Once when I was about 8 years old, I carelessly elbowed a hole in the drywall in a fit of frustration. I was mortified. My parent’s, never ones for strict discipline, opted to have me do the patch job myself and, for reasons unclear, to listen to the CBC Ideas broadcast every night that week. I vaguely remember falling asleep to Paul Kennedy’s voice for a few nights. This didn’t begin a romantic infatuation with the show, nor did it have any notable lasting impact, but its where I’m transported the moment I press play on Ursula Franklin (1989b) episode. The slow and deliberate pacing of Ursula’s utterances, her forceful vocal emphases, the introductory bustling noise of the audience, the occasional plosive, all assert themselves as key characteristics of the lecture as an ecological environment. As an educational technology, the lecture exhibits notions of prescription, namely through its transmission from expert speaker to ignorant listener, providing them with key instruction to which they should adhere. Eliminating all aspects of the lecture, save for the transmission of knowledge, and this prescriptive view may be correct. Listening to Franklin speak conveys a much more holistic sentiment though, one created through the intertwining of the many quirks, nuances, and subtleties of the recording.

Switching to Franklin’s (1989a) text of the lecture creates an abrupt shift. Suddenly the words I did not understand in the recording, the parts I tuned out of, are there for easy revision. I derive meaning from the text more efficiently, but its missing the constituent parts that make the lecture so special.
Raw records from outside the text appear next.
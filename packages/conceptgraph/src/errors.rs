//! Error types for conceptgraph
//!
//! Every failure is fatal to a run. Each variant carries enough context
//! (file and line, or node id) for the CLI to point the user at the
//! offending record.

use std::fmt;
use std::path::PathBuf;

use thiserror::Error;

use crate::config::ConfigError;
use crate::shared::RowLocation;

/// Main error type for conceptgraph operations
#[derive(Debug, Error)]
pub enum ConceptGraphError {
    /// Input file does not exist
    #[error("Missing input file: {}", path.display())]
    MissingFile { path: PathBuf },

    /// Row has the wrong shape (field count, missing column, endpoint layout)
    #[error("Malformed row at {at}: {reason}")]
    MalformedRow { at: RowLocation, reason: String },

    /// Attribute value could not be parsed
    #[error("Invalid attribute '{attribute}' for node '{node_id}' at {at}: {value:?} is not an integer")]
    InvalidAttribute {
        node_id: String,
        attribute: String,
        value: String,
        at: RowLocation,
    },

    /// Node id already present in the graph
    #[error("Duplicate node id '{node_id}' at {at}")]
    DuplicateNode { node_id: String, at: RowLocation },

    /// Connection endpoint does not name an entity node
    #[error("Connection '{connection_id}' at {at} references unknown endpoint '{endpoint}'")]
    UnknownEndpoint {
        connection_id: String,
        endpoint: String,
        at: RowLocation,
    },

    /// Output could not be written
    #[error("Failed to write {}: {source}", path.display())]
    Write {
        path: PathBuf,
        #[source]
        source: std::io::Error,
    },

    /// Exported document is internally inconsistent
    #[error("Invalid graph document: {0}")]
    Document(String),

    /// Configuration error
    #[error(transparent)]
    Config(#[from] ConfigError),

    /// IO error
    #[error("IO error: {0}")]
    Io(#[from] std::io::Error),

    /// JSON error
    #[error("JSON error: {0}")]
    Json(#[from] serde_json::Error),
}

impl ConceptGraphError {
    pub fn malformed_row(at: RowLocation, reason: impl Into<String>) -> Self {
        ConceptGraphError::MalformedRow {
            at,
            reason: reason.into(),
        }
    }

    pub fn write(path: impl Into<PathBuf>, source: std::io::Error) -> Self {
        ConceptGraphError::Write {
            path: path.into(),
            source,
        }
    }

    pub fn document(msg: impl Into<String>) -> Self {
        ConceptGraphError::Document(msg.into())
    }

    pub fn kind(&self) -> ErrorKind {
        match self {
            ConceptGraphError::MissingFile { .. } => ErrorKind::MissingFile,
            ConceptGraphError::MalformedRow { .. } => ErrorKind::MalformedRow,
            ConceptGraphError::InvalidAttribute { .. } => ErrorKind::InvalidAttribute,
            ConceptGraphError::DuplicateNode { .. } => ErrorKind::DuplicateNode,
            ConceptGraphError::UnknownEndpoint { .. } => ErrorKind::UnknownEndpoint,
            ConceptGraphError::Write { .. } => ErrorKind::Write,
            ConceptGraphError::Document(_) => ErrorKind::Document,
            ConceptGraphError::Config(_) => ErrorKind::Config,
            ConceptGraphError::Io(_) => ErrorKind::Io,
            ConceptGraphError::Json(_) => ErrorKind::Json,
        }
    }
}

/// Stable error tags (used in CLI output and logs)
#[derive(Debug, Clone, Copy, PartialEq, Eq)]
pub enum ErrorKind {
    MissingFile,
    MalformedRow,
    InvalidAttribute,
    DuplicateNode,
    UnknownEndpoint,
    Write,
    Document,
    Config,
    Io,
    Json,
}

impl ErrorKind {
    pub fn as_str(&self) -> &'static str {
        match self {
            ErrorKind::MissingFile => "missing_file",
            ErrorKind::MalformedRow => "malformed_row",
            ErrorKind::InvalidAttribute => "invalid_attribute",
            ErrorKind::DuplicateNode => "duplicate_node",
            ErrorKind::UnknownEndpoint => "unknown_endpoint",
            ErrorKind::Write => "write",
            ErrorKind::Document => "document",
            ErrorKind::Config => "config",
            ErrorKind::Io => "io",
            ErrorKind::Json => "json",
        }
    }
}

impl fmt::Display for ErrorKind {
    fn fmt(&self, f: &mut fmt::Formatter<'_>) -> fmt::Result {
        write!(f, "{}", self.as_str())
    }
}

/// Result type alias for conceptgraph operations
pub type Result<T> = std::result::Result<T, ConceptGraphError>;

#[cfg(test)]
mod tests {
    use super::*;
    use std::error::Error;

    // ═══════════════════════════════════════════════════════════════════════
    // Display
    // ═══════════════════════════════════════════════════════════════════════

    #[test]
    fn test_missing_file_names_path() {
        let err = ConceptGraphError::MissingFile {
            path: PathBuf::from("data/concepts.csv"),
        };
        assert_eq!(err.to_string(), "Missing input file: data/concepts.csv");
        assert_eq!(err.kind(), ErrorKind::MissingFile);
    }

    #[test]
    fn test_malformed_row_names_location() {
        let err = ConceptGraphError::malformed_row(
            RowLocation::new("connections.csv", 4),
            "expected 5 fields, found 4",
        );
        let msg = err.to_string();
        assert!(msg.contains("connections.csv:4"));
        assert!(msg.contains("expected 5 fields"));
    }

    #[test]
    fn test_unknown_endpoint_names_connection_and_endpoint() {
        let err = ConceptGraphError::UnknownEndpoint {
            connection_id: "C7".to_string(),
            endpoint: "ZZ".to_string(),
            at: RowLocation::new("connections.csv", 8),
        };
        let msg = err.to_string();
        assert!(msg.contains("'C7'"));
        assert!(msg.contains("'ZZ'"));
        assert_eq!(err.kind().as_str(), "unknown_endpoint");
    }

    #[test]
    fn test_invalid_attribute_quotes_value() {
        let err = ConceptGraphError::InvalidAttribute {
            node_id: "A".to_string(),
            attribute: "Complexity".to_string(),
            value: "high".to_string(),
            at: RowLocation::new("concepts.csv", 2),
        };
        assert!(err.to_string().contains("\"high\" is not an integer"));
    }

    #[test]
    fn test_write_error_keeps_source() {
        let io_err = std::io::Error::new(std::io::ErrorKind::PermissionDenied, "denied");
        let err = ConceptGraphError::write("out/graph.json", io_err);

        assert_eq!(err.kind(), ErrorKind::Write);
        assert!(err.to_string().contains("out/graph.json"));
        let source = err.source().unwrap();
        assert!(source.to_string().contains("denied"));
    }

    // ═══════════════════════════════════════════════════════════════════════
    // Conversions
    // ═══════════════════════════════════════════════════════════════════════

    #[test]
    fn test_from_serde_json_error() {
        let json_err = serde_json::from_str::<serde_json::Value>("{nope")
            .err()
            .unwrap();
        let err: ConceptGraphError = json_err.into();
        assert_eq!(err.kind(), ErrorKind::Json);
    }

    #[test]
    fn test_result_propagation() {
        fn inner() -> Result<()> {
            Err(ConceptGraphError::document("dangling edge"))
        }

        fn outer() -> Result<()> {
            inner()?;
            Ok(())
        }

        assert_eq!(outer().unwrap_err().kind(), ErrorKind::Document);
    }
}
//! Read-only Inspection API
//!
//! Everything here borrows a built `ConceptGraph` and never mutates it.

pub mod graph_query;
pub mod report;

pub use graph_query::GraphQuery;
pub use report::{explore, trace_ancestry, GraphStats, Link, NodeReport, RankedNode};
// Graph Builder Domain Models
//
// The graph is a petgraph DiGraph. Nodes are never removed, so node and edge
// indices follow creation order and iteration over them is the export order.

use std::collections::BTreeMap;

use ahash::AHashMap;
use petgraph::graph::{DiGraph, EdgeIndex, EdgeReference, NodeIndex};
use petgraph::visit::EdgeRef;
use petgraph::Direction;
use serde::{Deserialize, Serialize};
use serde_json::{Map, Value};

use crate::errors::{ConceptGraphError, Result};
use crate::features::loader::ConnectionRecord;

// ============================================================
// Graph Node
// ============================================================

#[derive(Debug, Clone, Copy, PartialEq, Eq, Hash, Serialize, Deserialize)]
#[serde(rename_all = "snake_case")]
pub enum NodeKind {
    /// One row of the concepts file
    Concept,
    /// Hub standing in for a three-party connection
    ReifiedConnection,
}

impl NodeKind {
    pub fn as_str(&self) -> &'static str {
        match self {
            NodeKind::Concept => "concept",
            NodeKind::ReifiedConnection => "reified_connection",
        }
    }
}

/// Node attributes.
///
/// Serialized untagged so an exported node reads `{id, name, complexity}` or
/// `{id, type, source_connection_id}`. The two field sets are disjoint, which
/// is what lets deserialization pick the right variant.
#[derive(Debug, Clone, PartialEq, Eq, Serialize, Deserialize)]
#[serde(untagged)]
pub enum NodeData {
    Concept {
        name: String,
        complexity: i64,
    },
    Reified {
        #[serde(rename = "type")]
        connection_type: String,
        source_connection_id: String,
    },
}

#[derive(Debug, Clone, PartialEq, Eq, Serialize, Deserialize)]
pub struct GraphNode {
    pub id: String,
    #[serde(flatten)]
    pub data: NodeData,
}

impl GraphNode {
    pub fn concept(id: impl Into<String>, name: impl Into<String>, complexity: i64) -> Self {
        Self {
            id: id.into(),
            data: NodeData::Concept {
                name: name.into(),
                complexity,
            },
        }
    }

    /// Hub node for connection `id`; the node id is the connection id
    pub fn reified(id: impl Into<String>, connection_type: impl Into<String>) -> Self {
        let id = id.into();
        Self {
            data: NodeData::Reified {
                connection_type: connection_type.into(),
                source_connection_id: id.clone(),
            },
            id,
        }
    }

    #[inline]
    pub fn kind(&self) -> NodeKind {
        match self.data {
            NodeData::Concept { .. } => NodeKind::Concept,
            NodeData::Reified { .. } => NodeKind::ReifiedConnection,
        }
    }

    #[inline]
    pub fn is_concept(&self) -> bool {
        self.kind() == NodeKind::Concept
    }

    #[inline]
    pub fn is_reified(&self) -> bool {
        self.kind() == NodeKind::ReifiedConnection
    }

    /// Human-readable label: concept name, or connection type for hubs
    pub fn label(&self) -> &str {
        match &self.data {
            NodeData::Concept { name, .. } => name,
            NodeData::Reified {
                connection_type, ..
            } => connection_type,
        }
    }

    /// Attribute mapping, without the id
    pub fn attributes(&self) -> Map<String, Value> {
        let mut attrs = Map::new();
        match &self.data {
            NodeData::Concept { name, complexity } => {
                attrs.insert("name".to_string(), Value::from(name.as_str()));
                attrs.insert("complexity".to_string(), Value::from(*complexity));
            }
            NodeData::Reified {
                connection_type,
                source_connection_id,
            } => {
                attrs.insert("type".to_string(), Value::from(connection_type.as_str()));
                attrs.insert(
                    "source_connection_id".to_string(),
                    Value::from(source_connection_id.as_str()),
                );
            }
        }
        attrs
    }
}

// ============================================================
// Graph Edge
// ============================================================

#[derive(Debug, Clone, Copy, PartialEq, Eq, Hash, Serialize, Deserialize)]
#[serde(rename_all = "snake_case")]
pub enum EdgeKind {
    /// Two-party connection, concept → concept
    Direct,
    /// Edge into or out of a reified hub
    Hub,
}

#[derive(Debug, Clone, PartialEq, Eq)]
pub struct GraphEdge {
    /// The connection's `connection_type`
    pub edge_type: String,
    pub kind: EdgeKind,
    /// `ID` of the connection row that produced this edge; `None` when the
    /// graph was rebuilt from an exported document
    pub connection_id: Option<String>,
}

/// Borrowed edge with resolved endpoints
#[derive(Debug, Clone, Copy)]
pub struct EdgeView<'a> {
    pub source: &'a GraphNode,
    pub target: &'a GraphNode,
    pub edge: &'a GraphEdge,
}

impl<'a> EdgeView<'a> {
    #[inline]
    pub fn edge_type(&self) -> &'a str {
        &self.edge.edge_type
    }

    #[inline]
    pub fn kind(&self) -> EdgeKind {
        self.edge.kind
    }

    #[inline]
    pub fn connection_id(&self) -> Option<&'a str> {
        self.edge.connection_id.as_deref()
    }
}

// ============================================================
// Connection Shape
// ============================================================

/// What a connection row turns into
#[derive(Debug, Clone, PartialEq, Eq)]
pub enum ConnectionShape {
    /// `node_id1 → node_id2`
    DirectEdge { source: String, target: String },
    /// `node_id1 → hub`, `hub → node_id2`, `hub → node_id3`
    ReifiedHub { hub: String, members: [String; 3] },
}

impl ConnectionShape {
    /// Classify a connection by its non-empty endpoints.
    ///
    /// Only two layouts are accepted: `node_id1, node_id2` set with
    /// `node_id3` empty, or all three set. Anything else, including a hole
    /// before a filled endpoint, is a `MalformedRow`.
    pub fn classify(record: &ConnectionRecord) -> Result<Self> {
        let [first, second, third] = &record.endpoints;
        match (first.is_empty(), second.is_empty(), third.is_empty()) {
            (false, false, true) => Ok(ConnectionShape::DirectEdge {
                source: first.clone(),
                target: second.clone(),
            }),
            (false, false, false) => {
                if record.id.is_empty() {
                    return Err(ConceptGraphError::malformed_row(
                        record.at.clone(),
                        "three-party connection has an empty ID",
                    ));
                }
                Ok(ConnectionShape::ReifiedHub {
                    hub: record.id.clone(),
                    members: record.endpoints.clone(),
                })
            }
            _ => {
                let count = record.endpoint_count();
                let reason = if count < 2 {
                    format!(
                        "connection '{}' needs at least two endpoints, found {}",
                        record.id, count
                    )
                } else {
                    format!(
                        "connection '{}' has node_id3 set but an earlier endpoint empty",
                        record.id
                    )
                };
                Err(ConceptGraphError::malformed_row(record.at.clone(), reason))
            }
        }
    }

    /// Participating entity ids, in column order
    pub fn endpoints(&self) -> Vec<&str> {
        match self {
            ConnectionShape::DirectEdge { source, target } => vec![source.as_str(), target.as_str()],
            ConnectionShape::ReifiedHub { members, .. } => {
                members.iter().map(String::as_str).collect()
            }
        }
    }
}

// ============================================================
// Concept Graph
// ============================================================

/// Labeled directed graph of concepts and reified connections.
///
/// Append-only: the builder inserts, everything else reads.
#[derive(Debug, Clone, Default)]
pub struct ConceptGraph {
    graph: DiGraph<GraphNode, GraphEdge>,
    index: AHashMap<String, NodeIndex>,
}

impl ConceptGraph {
    pub fn new() -> Self {
        Self::default()
    }

    /// Insert a node; `None` (and no change) if the id is taken
    pub(crate) fn insert_node(&mut self, node: GraphNode) -> Option<NodeIndex> {
        if self.index.contains_key(&node.id) {
            return None;
        }
        let id = node.id.clone();
        let idx = self.graph.add_node(node);
        self.index.insert(id, idx);
        Some(idx)
    }

    /// Insert an edge; the kind is derived from the endpoints
    pub(crate) fn insert_edge(
        &mut self,
        source: NodeIndex,
        target: NodeIndex,
        edge_type: impl Into<String>,
        connection_id: Option<&str>,
    ) -> EdgeIndex {
        let kind = if self.graph[source].is_reified() || self.graph[target].is_reified() {
            EdgeKind::Hub
        } else {
            EdgeKind::Direct
        };
        self.graph.add_edge(
            source,
            target,
            GraphEdge {
                edge_type: edge_type.into(),
                kind,
                connection_id: connection_id.map(str::to_string),
            },
        )
    }

    #[inline]
    pub fn index_of(&self, id: &str) -> Option<NodeIndex> {
        self.index.get(id).copied()
    }

    #[inline]
    pub fn node(&self, id: &str) -> Option<&GraphNode> {
        self.index_of(id).map(|idx| &self.graph[idx])
    }

    #[inline]
    pub fn contains(&self, id: &str) -> bool {
        self.index.contains_key(id)
    }

    #[inline]
    pub fn node_count(&self) -> usize {
        self.graph.node_count()
    }

    #[inline]
    pub fn edge_count(&self) -> usize {
        self.graph.edge_count()
    }

    /// Nodes in creation order
    pub fn nodes(&self) -> impl Iterator<Item = &GraphNode> {
        self.graph.node_indices().map(move |idx| &self.graph[idx])
    }

    /// Edges in creation order
    pub fn edges(&self) -> impl Iterator<Item = EdgeView<'_>> {
        self.graph.edge_references().map(move |e| self.view(e))
    }

    /// Edges leaving `id`, in creation order (empty for unknown ids)
    pub fn outgoing(&self, id: &str) -> Vec<EdgeView<'_>> {
        self.directed(id, Direction::Outgoing)
    }

    /// Edges entering `id`, in creation order (empty for unknown ids)
    pub fn incoming(&self, id: &str) -> Vec<EdgeView<'_>> {
        self.directed(id, Direction::Incoming)
    }

    /// Concepts attached to hub `hub_id`, in column order
    /// (`node_id1` first). Empty if `hub_id` is not a hub.
    pub fn hub_members(&self, hub_id: &str) -> Vec<&GraphNode> {
        match self.node(hub_id) {
            Some(hub) if hub.is_reified() => self
                .incoming(hub_id)
                .into_iter()
                .map(|e| e.source)
                .chain(self.outgoing(hub_id).into_iter().map(|e| e.target))
                .filter(|n| n.is_concept())
                .collect(),
            _ => Vec::new(),
        }
    }

    /// Other concepts sharing a hub with concept `id`, grouped by hub type,
    /// sorted and deduplicated
    pub fn related_through_hubs(&self, id: &str) -> BTreeMap<String, Vec<String>> {
        let hubs = self
            .outgoing(id)
            .into_iter()
            .map(|e| e.target)
            .chain(self.incoming(id).into_iter().map(|e| e.source))
            .filter(|n| n.is_reified());

        let mut related: BTreeMap<String, Vec<String>> = BTreeMap::new();
        for hub in hubs {
            let others = self
                .hub_members(&hub.id)
                .into_iter()
                .filter(|m| m.id != id)
                .map(|m| m.id.clone());
            related
                .entry(hub.label().to_string())
                .or_default()
                .extend(others);
        }
        for ids in related.values_mut() {
            ids.sort();
            ids.dedup();
        }
        related
    }

    /// Underlying petgraph graph
    pub fn graph(&self) -> &DiGraph<GraphNode, GraphEdge> {
        &self.graph
    }

    fn directed(&self, id: &str, direction: Direction) -> Vec<EdgeView<'_>> {
        let Some(idx) = self.index_of(id) else {
            return Vec::new();
        };
        // petgraph walks adjacency lists newest-first
        let mut edges: Vec<EdgeReference<'_, GraphEdge>> =
            self.graph.edges_directed(idx, direction).collect();
        edges.sort_by_key(|e| e.id());
        edges.into_iter().map(|e| self.view(e)).collect()
    }

    fn view<'a>(&'a self, e: EdgeReference<'a, GraphEdge>) -> EdgeView<'a> {
        EdgeView {
            source: &self.graph[e.source()],
            target: &self.graph[e.target()],
            edge: e.weight(),
        }
    }
}
//! Structured-output interpretation - role-keyed side effects
//!
//! Some work roles carry typed structured payloads whose meaning depends
//! on the role name: a classification layer's output sets the claim's
//! domain. Dispatch is an explicit enum keyed by role rather than untyped
//! payload inspection, so adding a role means adding a variant and its
//! schema.

use async_trait::async_trait;
use serde::Deserialize;
use tracing::{debug, warn};

use crate::state::StageSlot;

/// Error type for claim directory operations
#[derive(Debug, thiserror::Error)]
pub enum DirectoryError {
    #[error("Claim not found: {0}")]
    NotFound(String),

    #[error("Directory unavailable: {0}")]
    Unavailable(String),
}

/// External-collaborator seam for writing back to the claim record
#[async_trait]
pub trait ClaimDirectory: Send + Sync {
    /// Set the claim's domain tag from a classification output
    async fn set_domain(&self, claim_id: &str, domain: &str) -> Result<(), DirectoryError>;
}

/// Directory stand-in when no claim service is wired up
pub struct NullClaimDirectory;

#[async_trait]
impl ClaimDirectory for NullClaimDirectory {
    async fn set_domain(&self, claim_id: &str, domain: &str) -> Result<(), DirectoryError> {
        debug!(claim_id, domain, "Claim directory not wired; domain write skipped");
        Ok(())
    }
}

/// Typed payload of a classifier role's structured output
#[derive(Debug, Clone, Deserialize)]
pub struct ClassifierOutput {
    /// Domain tag to write back to the claim
    pub domain: String,
}

/// Interpreters for role-tagged structured outputs
#[derive(Debug, Clone, Copy, PartialEq, Eq)]
pub enum OutputInterpreter {
    /// "classifier" role: payload sets the claim's domain
    Classifier,
    /// Role has no structured-output semantics
    Inert,
}

impl OutputInterpreter {
    /// Select the interpreter for a role name
    pub fn for_role(role: &str) -> Self {
        match role {
            "classifier" => OutputInterpreter::Classifier,
            _ => OutputInterpreter::Inert,
        }
    }

    /// Apply this interpreter to a completed slot's structured output
    ///
    /// Malformed payloads and directory failures are logged and absorbed;
    /// side-channel writes never fail the submission that produced them.
    pub async fn apply(&self, slot: &StageSlot, directory: &dyn ClaimDirectory) {
        let payload = match &slot.structured_output {
            Some(p) => p,
            None => return,
        };

        match self {
            OutputInterpreter::Inert => {}
            OutputInterpreter::Classifier => {
                match serde_json::from_value::<ClassifierOutput>(payload.clone()) {
                    Ok(output) => {
                        if let Err(e) = directory.set_domain(&slot.claim_id, &output.domain).await {
                            warn!(
                                claim_id = %slot.claim_id,
                                slot_id = %slot.id,
                                "Domain write-back failed: {}", e
                            );
                        } else {
                            debug!(
                                claim_id = %slot.claim_id,
                                domain = %output.domain,
                                "Claim domain set from classifier output"
                            );
                        }
                    }
                    Err(e) => {
                        warn!(
                            slot_id = %slot.id,
                            "Classifier payload did not match schema: {}", e
                        );
                    }
                }
            }
        }
    }
}

#[cfg(test)]
mod tests {
    use super::*;
    use crate::state::{SlotStatus, SlotType};
    use std::sync::Mutex;

    struct RecordingDirectory {
        writes: Mutex<Vec<(String, String)>>,
    }

    #[async_trait]
    impl ClaimDirectory for RecordingDirectory {
        async fn set_domain(&self, claim_id: &str, domain: &str) -> Result<(), DirectoryError> {
            self.writes
                .lock()
                .unwrap()
                .push((claim_id.to_string(), domain.to_string()));
            Ok(())
        }
    }

    fn classified_slot(role: &str, payload: Option<serde_json::Value>) -> StageSlot {
        let mut slot = StageSlot::new(
            "slot:c:0000:00:0:00".to_string(),
            "c".to_string(),
            "standard".to_string(),
            0,
            0,
            SlotType::Work,
            role,
        );
        slot.status = SlotStatus::Done;
        slot.structured_output = payload;
        slot
    }

    #[test]
    fn test_interpreter_selection() {
        assert_eq!(
            OutputInterpreter::for_role("classifier"),
            OutputInterpreter::Classifier
        );
        assert_eq!(OutputInterpreter::for_role("critic"), OutputInterpreter::Inert);
    }

    #[tokio::test]
    async fn test_classifier_sets_domain() {
        let directory = RecordingDirectory {
            writes: Mutex::new(Vec::new()),
        };
        let slot = classified_slot(
            "classifier",
            Some(serde_json::json!({ "domain": "economics" })),
        );

        OutputInterpreter::for_role(&slot.role)
            .apply(&slot, &directory)
            .await;

        let writes = directory.writes.lock().unwrap();
        assert_eq!(writes.as_slice(), &[("c".to_string(), "economics".to_string())]);
    }

    #[tokio::test]
    async fn test_inert_role_and_bad_payload_do_nothing() {
        let directory = RecordingDirectory {
            writes: Mutex::new(Vec::new()),
        };

        let inert = classified_slot("critic", Some(serde_json::json!({ "domain": "x" })));
        OutputInterpreter::for_role(&inert.role)
            .apply(&inert, &directory)
            .await;

        let malformed = classified_slot("classifier", Some(serde_json::json!({ "other": 1 })));
        OutputInterpreter::for_role(&malformed.role)
            .apply(&malformed, &directory)
            .await;

        assert!(directory.writes.lock().unwrap().is_empty());
    }
}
Franklin’s discussion of prescriptive technology evokes, for me, David Foster Wallace’s (2005) essay “Authority and American Usage” on the “war” between American prescriptivist and descriptivist linguists. Both Wallace’s and Franklin’s prescriptivism seeks adherence through deconstruction and rules. Linguistic descriptivism aims to describe language as it is used, and holistic technology acknowledges a broader, tightly intertwined system. Both focus on recognizing the system, as opposed to breaking it down into smaller parts for more efficient usage.

Illich & Sanders (1988) pushes this conception further. The “memory palace”, a mnemonic technique for storing concepts, symbols, order, and ideas in a retrievable internal visualization, describes a holistic technology. This method of memorization is not one of rote accuracy, but one of impressive improvisation using an enormous memory palace ordering the constituent key phrases, standard words, and familiar tropes. Illich & Sanders’ contrast of oral vs textual technology positions the text as essentially prescriptive by nature. I will end on a quote that perfectly encapsulates, from my perspective, the opposing ends of prescriptive vs holistic technology.

“When epic tradition becomes a recorded one and custom is transmorgrified into written law, the poet’s sources are forzen in to the texts. He can follow the lines of a written text; the river that feeds its own source is remembered no more” (Illich & Sanders, 1998, p. 22).

References

Franklin, U. M. (1989a). The real world of technology. House of Anansi Press.

Franklin, U. M. (1989b, November 6). The real world of technology [Audio podcast episode]. In Ideas. CBC Radio. https://www.cbc.ca/radio/ideas/the-1989-cbc-massey-lectures-the-real-world-of-technology-1.2946845

Illich, I., & Sanders, B. (1988). ABC: The alphabetization of the popular mind. San Francisco : North Point Press. http://archive.org/details/abcalphabetizati00illi_0

Wallace, D. F. (2005). Authority and American usage. In Consider the lobster and other essays (pp. 66-127). Little, Brown and Company.